Sports betting is officially legal: Here’s who’s set to cash in
Yesterday, the Supreme Court voted 6-3 to overturn a 20-year federal law and legalize betting on sports.
Now states, online betting companies (like DraftKings and FanDuel), and platforms that broadcast games are looking at good odds to capture part of the estimated $150B illegally wagered on sports in the US each year.
Let the games begin
According to USAToday, only a few states will be ready to capitalize on taxes from legal sports betting in time for the 2018 NFL season, including New Jersey (which launched this whole battle after attempting to legalize sports gambling in 2011), West Virginia, Delaware, and Mississippi.
Meanwhile, fantasy sports platform DraftKings has already been working on a product to let people gamble on the outcome of games, in preparation for the Supreme Court’s decision.
No word on how major networks plan to cash in, but TechCrunch speculates that they, as well as Facebook, Twitter, and YouTube (which have each signed streaming deals with their own respective sports leagues) will surely increase the probability of new revenue opportunities.

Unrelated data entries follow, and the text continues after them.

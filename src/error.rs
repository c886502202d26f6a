//! Centralized error types for invoice-relay.

use std::path::PathBuf;
use thiserror::Error;

/// All errors produced by the invoice-relay library.
#[derive(Error, Debug)]
pub enum RelayError {
    /// A PDF attachment could not be parsed (corrupt, truncated, no pages).
    #[error("Malformed attachment '{filename}': {reason}")]
    MalformedAttachment { filename: String, reason: String },

    /// The merge engine could not produce a valid document.
    #[error("PDF merge failed: {0}")]
    MergeFailure(String),

    /// The relay transport rejected the message.
    #[error("Relay transport error: {0}")]
    Transport(String),

    /// I/O error with the associated file path.
    #[error("I/O error on '{path}': {source}")]
    Io {
        path: PathBuf,
        source: std::io::Error,
    },

    /// An attachment filename would resolve outside its target folder.
    #[error("Refusing to write attachment with unsafe filename '{0}'")]
    UnsafeFilename(String),

    /// The message cannot be rendered as RFC 5322 (bad address, no recipients).
    #[error("Invalid message: {0}")]
    InvalidMessage(String),

    /// Processing a message panicked; the failure was contained to that message.
    #[error("Message processing aborted: {0}")]
    Panicked(String),

    /// The mail source could not be read.
    #[error("Mail source error on '{path}': {reason}")]
    Source { path: PathBuf, reason: String },

    /// Missing or invalid configuration. Fatal, raised before any fetch.
    #[error("Configuration error: {0}")]
    Config(String),
}

/// Convenience alias for `Result<T, RelayError>`.
pub type Result<T> = std::result::Result<T, RelayError>;

impl RelayError {
    /// Create an `Io` variant from a path and an `io::Error`.
    pub fn io(path: impl Into<PathBuf>, source: std::io::Error) -> Self {
        Self::Io {
            path: path.into(),
            source,
        }
    }

    /// Create a `MalformedAttachment` variant.
    pub fn malformed(filename: impl Into<String>, reason: impl ToString) -> Self {
        Self::MalformedAttachment {
            filename: filename.into(),
            reason: reason.to_string(),
        }
    }

    /// Stable snake_case label used in batch reports.
    pub fn kind(&self) -> &'static str {
        match self {
            Self::MalformedAttachment { .. } => "malformed_attachment",
            Self::MergeFailure(_) => "merge_failure",
            Self::Transport(_) => "transport_error",
            Self::Io { .. } | Self::UnsafeFilename(_) => "io_failure",
            Self::InvalidMessage(_) => "invalid_message",
            Self::Panicked(_) => "panicked",
            Self::Source { .. } => "source_error",
            Self::Config(_) => "config_error",
        }
    }

    /// `true` for errors that abort the whole run rather than a single message.
    pub fn is_fatal(&self) -> bool {
        matches!(self, Self::Config(_) | Self::Source { .. })
    }
}

/// Allow `?` on `std::io::Error` when no path context is available
/// (rare, prefer `RelayError::io`).
impl From<std::io::Error> for RelayError {
    fn from(source: std::io::Error) -> Self {
        Self::Io {
            path: PathBuf::from("<unknown>"),
            source,
        }
    }
}
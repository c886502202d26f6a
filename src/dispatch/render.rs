//! Render an [`OutboundMessage`] to RFC 5322 bytes with `lettre`.
//!
//! The output depends only on the message: boundaries are derived from a
//! SHA-256 of its content and the `Date:` comes from the message itself.

use std::io::Write;
use std::time::SystemTime;

use lettre::address::Envelope;
use lettre::message::header::{ContentType, HeaderName, HeaderValue, Headers};
use lettre::message::{Attachment as AttachmentPart, Mailbox, MultiPart, SinglePart};
use lettre::{Address, Message};
use sha2::{Digest, Sha256};

use crate::error::{RelayError, Result};
use crate::model::address::EmailAddress;
use crate::model::attachment::DEFAULT_MIME;
use crate::model::message::{Body, OutboundMessage};

/// Wire bytes plus the SMTP envelope derived from `From:` / `To:`.
#[derive(Debug, Clone)]
pub struct RenderedMessage {
    pub bytes: Vec<u8>,
    pub envelope: Envelope,
}

impl RenderedMessage {
    pub fn len(&self) -> usize {
        self.bytes.len()
    }

    pub fn is_empty(&self) -> bool {
        self.bytes.is_empty()
    }
}

/// Render `message`. Fails with `InvalidMessage` on unusable addresses or headers.
pub fn render(message: &OutboundMessage) -> Result<RenderedMessage> {
    if message.recipients.is_empty() {
        return Err(RelayError::InvalidMessage(format!(
            "'{}' has no recipients",
            message.subject
        )));
    }

    let from = mailbox(&message.sender)?;
    let to: Vec<Mailbox> = message
        .recipients
        .iter()
        .map(mailbox)
        .collect::<Result<_>>()?;
    let envelope = Envelope::new(
        Some(from.email.clone()),
        to.iter().map(|m| m.email.clone()).collect(),
    )
    .map_err(|e| RelayError::InvalidMessage(e.to_string()))?;

    let mut builder = Message::builder()
        .envelope(envelope)
        .from(from)
        .subject(message.subject.clone())
        .date(SystemTime::from(message.date));
    for mbox in to {
        builder = builder.to(mbox);
    }

    let boundary = boundary_for(message);
    let message_id = message
        .header("Message-ID")
        .map(str::to_string)
        .unwrap_or_else(|| format!("<{}@invoice-relay>", &boundary[8..]));
    builder = builder.message_id(Some(message_id));
    let copied = copied_headers(message)?;

    let built = if message.attachments.is_empty() {
        match body_part(&message.body, &boundary) {
            BodyPart::Single(part) => builder.singlepart(part),
            BodyPart::Alternative(part) => builder.multipart(part),
        }
    } else {
        let mut mixed = match body_part(&message.body, &boundary) {
            BodyPart::Single(part) => MultiPart::mixed().boundary(boundary.clone()).singlepart(part),
            BodyPart::Alternative(part) => {
                MultiPart::mixed().boundary(boundary.clone()).multipart(part)
            }
        };
        for attachment in &message.attachments {
            let content_type = content_type(&attachment.mime_type)?;
            mixed = mixed.singlepart(
                AttachmentPart::new(attachment.filename.clone())
                    .body(attachment.content.clone(), content_type),
            );
        }
        builder.multipart(mixed)
    };

    let email = built.map_err(|e| RelayError::InvalidMessage(e.to_string()))?;
    let mut bytes = copied;
    bytes.extend_from_slice(&email.formatted());
    Ok(RenderedMessage {
        bytes,
        envelope: email.envelope().clone(),
    })
}

/// The original headers, in order and with repeats, as wire lines.
///
/// `Headers` keeps one value per name, so each field is encoded on its own.
fn copied_headers(message: &OutboundMessage) -> Result<Vec<u8>> {
    let mut out = Vec::new();
    for field in message.headers.iter().filter(|h| !h.is("Message-ID")) {
        let name = HeaderName::new_from_ascii(field.name.clone()).map_err(|e| {
            RelayError::InvalidMessage(format!("header '{}': {e}", field.name))
        })?;
        let mut single = Headers::new();
        single.insert_raw(HeaderValue::new(name, field.value.clone()));
        write!(out, "{single}")?;
    }
    Ok(out)
}

enum BodyPart {
    Single(SinglePart),
    Alternative(MultiPart),
}

fn body_part(body: &Body, boundary: &str) -> BodyPart {
    match (&body.text, &body.html) {
        (Some(text), Some(html)) => BodyPart::Alternative(
            MultiPart::alternative()
                .boundary(format!("{boundary}_alt"))
                .singlepart(SinglePart::plain(text.clone()))
                .singlepart(SinglePart::html(html.clone())),
        ),
        (None, Some(html)) => BodyPart::Single(SinglePart::html(html.clone())),
        (text, None) => BodyPart::Single(SinglePart::plain(text.clone().unwrap_or_default())),
    }
}

fn mailbox(addr: &EmailAddress) -> Result<Mailbox> {
    let email: Address = addr
        .address
        .parse()
        .map_err(|e| RelayError::InvalidMessage(format!("address '{}': {e}", addr.address)))?;
    let name = Some(addr.name.clone()).filter(|n| !n.is_empty());
    Ok(Mailbox::new(name, email))
}

fn content_type(mime: &str) -> Result<ContentType> {
    ContentType::parse(mime)
        .or_else(|_| ContentType::parse(DEFAULT_MIME))
        .map_err(|e| RelayError::InvalidMessage(format!("content type '{mime}': {e}")))
}

/// MIME boundary that is a pure function of the message content.
fn boundary_for(message: &OutboundMessage) -> String {
    let mut hasher = Sha256::new();
    hasher.update(message.subject.as_bytes());
    hasher.update(message.date.timestamp().to_be_bytes());
    for part in [&message.body.text, &message.body.html] {
        hasher.update(part.as_deref().unwrap_or_default().as_bytes());
    }
    for attachment in &message.attachments {
        hasher.update(attachment.filename.as_bytes());
        hasher.update((attachment.content.len() as u64).to_be_bytes());
        hasher.update(&attachment.content);
    }
    let hash = format!("{:x}", hasher.finalize());
    format!("=_relay_{}", &hash[..32])
}
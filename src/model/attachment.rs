//! Decoded message attachments.

/// MIME type that identifies a PDF regardless of filename.
pub const PDF_MIME: &str = "application/pdf";

/// Fallback MIME type for parts that do not declare one.
pub const DEFAULT_MIME: &str = "application/octet-stream";

/// MIME types that say nothing about the payload, so the filename decides.
const GENERIC_MIME_TYPES: &[&str] = &[
    "",
    DEFAULT_MIME,
    "application/binary",
    "binary/octet-stream",
    "application/x-download",
    "application/force-download",
];

/// One attachment with its fully decoded payload.
///
/// Attachments are never modified in place; the pipeline builds new values.
#[derive(Debug, Clone, PartialEq, Eq)]
pub struct Attachment {
    /// Filename from `Content-Disposition` / `Content-Type`. Generated if missing.
    pub filename: String,

    /// Lowercased MIME type without parameters (e.g. `"application/pdf"`).
    pub mime_type: String,

    /// Decoded bytes (transfer encoding already removed).
    pub content: Vec<u8>,
}

impl Attachment {
    pub fn new(
        filename: impl Into<String>,
        mime_type: impl Into<String>,
        content: impl Into<Vec<u8>>,
    ) -> Self {
        Self {
            filename: filename.into(),
            mime_type: normalize_mime(&mime_type.into()),
            content: content.into(),
        }
    }

    /// `true` if this attachment is a PDF.
    ///
    /// A specific MIME type wins over the filename: `image/png` named
    /// `scan.pdf` is not a PDF. Absent or generic types fall back to a
    /// case-insensitive `.pdf` extension check.
    pub fn is_pdf(&self) -> bool {
        match self.mime_type.as_str() {
            PDF_MIME | "application/x-pdf" => true,
            generic if GENERIC_MIME_TYPES.contains(&generic) => {
                self.filename.to_lowercase().ends_with(".pdf")
            }
            _ => false,
        }
    }

    /// Decoded size in bytes.
    pub fn size(&self) -> u64 {
        self.content.len() as u64
    }
}

/// Strip parameters and lowercase: `"Application/PDF; name=x"` → `"application/pdf"`.
fn normalize_mime(raw: &str) -> String {
    raw.split(';').next().unwrap_or("").trim().to_ascii_lowercase()
}
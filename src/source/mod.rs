//! Local mail sources.
//!
//! A source hands out each message once: whatever it returns from
//! [`MailSource::fetch_unprocessed`] has already been marked consumed, so a
//! second run never relays the same message twice.

pub mod mbox;
pub mod spool;

use std::path::Path;

use crate::config::{Config, SourceKind};
use crate::error::{RelayError, Result};
use crate::model::message::InboundMessage;

pub use mbox::MboxSource;
pub use spool::SpoolSource;

/// Yields inbound messages that have not been handed out before.
pub trait MailSource {
    fn fetch_unprocessed(&mut self) -> Result<Vec<InboundMessage>>;

    /// Human-readable location for logs and reports.
    fn describe(&self) -> String;
}

/// Build the source named by the configuration.
pub fn from_config(config: &Config) -> Box<dyn MailSource> {
    let path = config.source_path();
    match config.source.kind {
        SourceKind::Spool => Box::new(SpoolSource::new(path)),
        SourceKind::Mbox => Box::new(MboxSource::new(path)),
    }
}

/// Move `path` into `dir`, never overwriting an existing file.
fn move_into(path: &Path, dir: &Path) -> Result<std::path::PathBuf> {
    std::fs::create_dir_all(dir).map_err(|e| RelayError::io(dir, e))?;
    let name = path.file_name().unwrap_or_default();
    let target = crate::dispatch::simulate::unique_path(&dir.join(name));
    std::fs::rename(path, &target).map_err(|e| RelayError::io(path, e))?;
    Ok(target)
}
//! Split an mbox spool into individual messages.
//!
//! Spools written by a local MDA are small enough to read whole; messages are
//! cut at `From ` lines that start the file or follow a blank line, and
//! `>From ` quoting in bodies is undone.

use tracing::warn;

/// One message sliced out of an mbox buffer.
#[derive(Debug, Clone, PartialEq, Eq)]
pub struct MboxMessage {
    /// Byte offset of the `From ` separator line.
    pub offset: usize,
    /// Message bytes without the separator line, `>From ` unescaped.
    pub raw: Vec<u8>,
}

/// Split a whole mbox buffer into messages.
pub fn split_mbox(data: &[u8]) -> Vec<MboxMessage> {
    let data = data.strip_prefix(&[0xEF, 0xBB, 0xBF]).unwrap_or(data);

    let mut messages = Vec::new();
    let mut current: Option<MboxMessage> = None;
    let mut prev_blank = true;
    let mut offset = 0usize;

    for line in data.split_inclusive(|&b| b == b'\n') {
        let line_start = offset;
        offset += line.len();

        if line.starts_with(b"From ") {
            if !prev_blank {
                warn!(
                    offset = line_start,
                    "Found 'From ' separator without preceding blank line"
                );
            }
            if let Some(done) = current.take() {
                messages.push(done);
            }
            current = Some(MboxMessage {
                offset: line_start,
                raw: Vec::new(),
            });
            prev_blank = false;
            continue;
        }

        prev_blank = line.iter().all(|b| b.is_ascii_whitespace());

        match current.as_mut() {
            Some(msg) => msg.raw.extend_from_slice(unescape_from(line)),
            None if !prev_blank => {
                warn!(offset = line_start, "Data before first 'From ' separator, skipping");
            }
            None => {}
        }
    }

    if let Some(done) = current {
        messages.push(done);
    }
    messages
}

/// `>From ` → `From `, `>>From ` → `>From `, per mboxrd.
fn unescape_from(line: &[u8]) -> &[u8] {
    let quotes = line.iter().take_while(|&&b| b == b'>').count();
    if quotes > 0 && line[quotes..].starts_with(b"From ") {
        &line[1..]
    } else {
        line
    }
}

/// `true` if the buffer starts like an mbox file.
pub fn is_mbox(data: &[u8]) -> bool {
    data.strip_prefix(&[0xEF, 0xBB, 0xBF])
        .unwrap_or(data)
        .starts_with(b"From ")
}

#[cfg(test)]
mod tests {
    use super::*;

    const SPOOL: &[u8] = b"From billing@vendor.test Thu Jan  4 10:00:00 2024\n\
Subject: One\n\
\n\
>From the desk of billing\n\
\n\
From ap@corp.test Fri Jan  5 11:00:00 2024\n\
Subject: Two\n\
\n\
Body two\n";

    #[test]
    fn test_split_two_messages() {
        let msgs = split_mbox(SPOOL);
        assert_eq!(msgs.len(), 2);
        assert!(msgs[0].raw.starts_with(b"Subject: One"));
        assert!(msgs[1].raw.starts_with(b"Subject: Two"));
        assert_eq!(msgs[0].offset, 0);
    }

    #[test]
    fn test_from_quoting_is_undone() {
        let msgs = split_mbox(SPOOL);
        let body = String::from_utf8_lossy(&msgs[0].raw);
        assert!(body.contains("\nFrom the desk of billing\n"));
        assert!(!body.contains(">From"));
    }

    #[test]
    fn test_empty_spool() {
        assert!(split_mbox(b"").is_empty());
        assert!(!is_mbox(b""));
    }

    #[test]
    fn test_unescape_nested_quote() {
        assert_eq!(unescape_from(b">>From x\n"), b">From x\n");
        assert_eq!(unescape_from(b">quoted\n"), b">quoted\n");
    }
}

The NBA is looking at a layup
Unlike the NHL, NFL, and NCAA, who have historically opposed legal gambling, NBA Commissioner Adam Silver has been a vocal supporter since publishing his op-ed in the New York Times in 2014 titled, “Legalize and Regulate Sports Betting.”
And, NBA players already covered the spread: As of 2017, the NBA’s collective bargaining agreement includes “a provision to include gambling proceeds as part of basketball-related income.”